Sánchez cometió además autoplagio, al recoger textos suyos de artículos científicos anteriores sin dar cuenta en la tesis de que estaba copiando su propia obra

La normativa de la Universidad de Oxford sobre autoplagio es tajante: «No debes usar el mismo material para varios trabajos a la vez. Si usas algo que ya has publicado, debes citarte bien, como si fueras otro autor». Tras la dimisión de un ministro alemán por plagiar su tesis, dos profesores de la Universidad Nacional de Colombia, Renzo Ramírez y Hernán Jiménez, publicaron un artículo científico sobre el plagio y el autoplagio. Sostuvieron que este último «se configura cuando el autor reutiliza sus escritos y los hace pasar como una obra inédita u original, y no cita ni referencia sus propias publicaciones». Eso es precisamente lo que hizo Sánchez.

Llegó al extremo de no citar la utilización en su tesis de un artículo que había coescrito con un profesor que luego fue miembro del tribunal que le otorgó el cum laude

Sánchez firmó dos artículos con el profesor Juan Padilla (en uno de ellos también aparecía como autora la directora de tesis de ambos, María Isabel Cepeda). Luego los incluyó en la tesis -sin citarse él ni a sus compañeros, autoplagio más plagio- con la circunstancia de que Padilla fue además miembro del tribunal que calificó su tesis y le dio la máxima nota. Este profesor tenía más que cuestionada su objetividad, pues juzgaba un trabajo del que era coautor en parte, hecho que, como decíamos, se ocultó al resto de miembros del tribunal.

Sánchez también plagió informes oficiales

Copió y pegó documentos de la Administración sin entrecomillarlos, pese a que eran literales. Entre las muchas normativas que lo censuran, está la de la Universidad de Murcia: «No importa si la fuente es un artículo académico publicado, otro estudiante, una página web sin autoría definida, una web de artículos académicos o cualquier otra. Apropiarse del trabajo de alguien más es robo, y no debe ser aceptado en ninguna situación académica, tanto si se hace intencionadamente o por accidente».

Sánchez copió literalmente normativa del BOE sin entrecomillarla

Debido a la evidente carencia de novedades científicas de su trabajo, Sánchez rellenó el texto de su tesis con una profusión de textos literales de normativa recogida en el BOE. Se cuidó de no entrecomillar esa legislación, porque la usa con tal frecuencia que las comillas habrían delatado el recurso.

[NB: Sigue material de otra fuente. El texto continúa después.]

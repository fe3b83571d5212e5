//! Tracing setup for the controller and worker processes.
//!
//! # Separation of Concerns
//!
//! - **Tracing (this module)**: diagnostics via `RUST_LOG`, output to stderr.
//!   A worker's stderr is its per-session log file, so workers default to
//!   `info` while the interactive commands stay quiet.
//!
//! - **Iteration logging (`io/iteration_log`)**: Product artifacts in
//!   `logs/<session>/iterations/`. Always written, unaffected by `RUST_LOG`.

use std::io::IsTerminal;

use tracing_subscriber::{EnvFilter, fmt, layer::SubscriberExt, util::SubscriberInitExt};

/// Filter for interactive commands.
pub const CONTROLLER_FILTER: &str = "warn,swarm=info";
/// Filter for worker processes.
pub const WORKER_FILTER: &str = "info";

/// Initialize the tracing subscriber.
///
/// Reads `RUST_LOG`; falls back to `default_filter` if unset.
/// Output: stderr, compact format, colored only on a terminal.
///
/// # Example
/// ```bash
/// RUST_LOG=swarm=debug swarm start -w 3
/// ```
pub fn init(default_filter: &str) {
    let filter =
        EnvFilter::try_from_default_env().unwrap_or_else(|_| EnvFilter::new(default_filter));

    tracing_subscriber::registry()
        .with(filter)
        .with(
            fmt::layer()
                .with_writer(std::io::stderr)
                .with_ansi(std::io::stderr().is_terminal())
                .compact(),
        )
        .init();
}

Los comparadores informáticos de textos no bastan para eximir a Sánchez de su culpabilidad

El principal argumento del presidente del Gobierno y sus medios afines para exonerarlo de plagio es que el texto dio niveles bajos de copia al ser sometido a programas informáticos de comparación de publicaciones. Esa excusa se cae. Los especialistas creen que solo un estudio detallado del trabajo de Sánchez fuente por fuente puede establecer si hubo o no plagio. Un barrido informático no es suficiente, porque su valor dependerá de cual es el corpus comparativo elegido. Por lo demás, presentar, como se ha hecho en algunos casos, que Sánchez solo ha copiado un 13% del total del texto de su tesis parece una disculpa alarmante. Simplemente o copió o no copió, y decir que más de la décima parte del trabajo no es original revela que sí hubo plagios.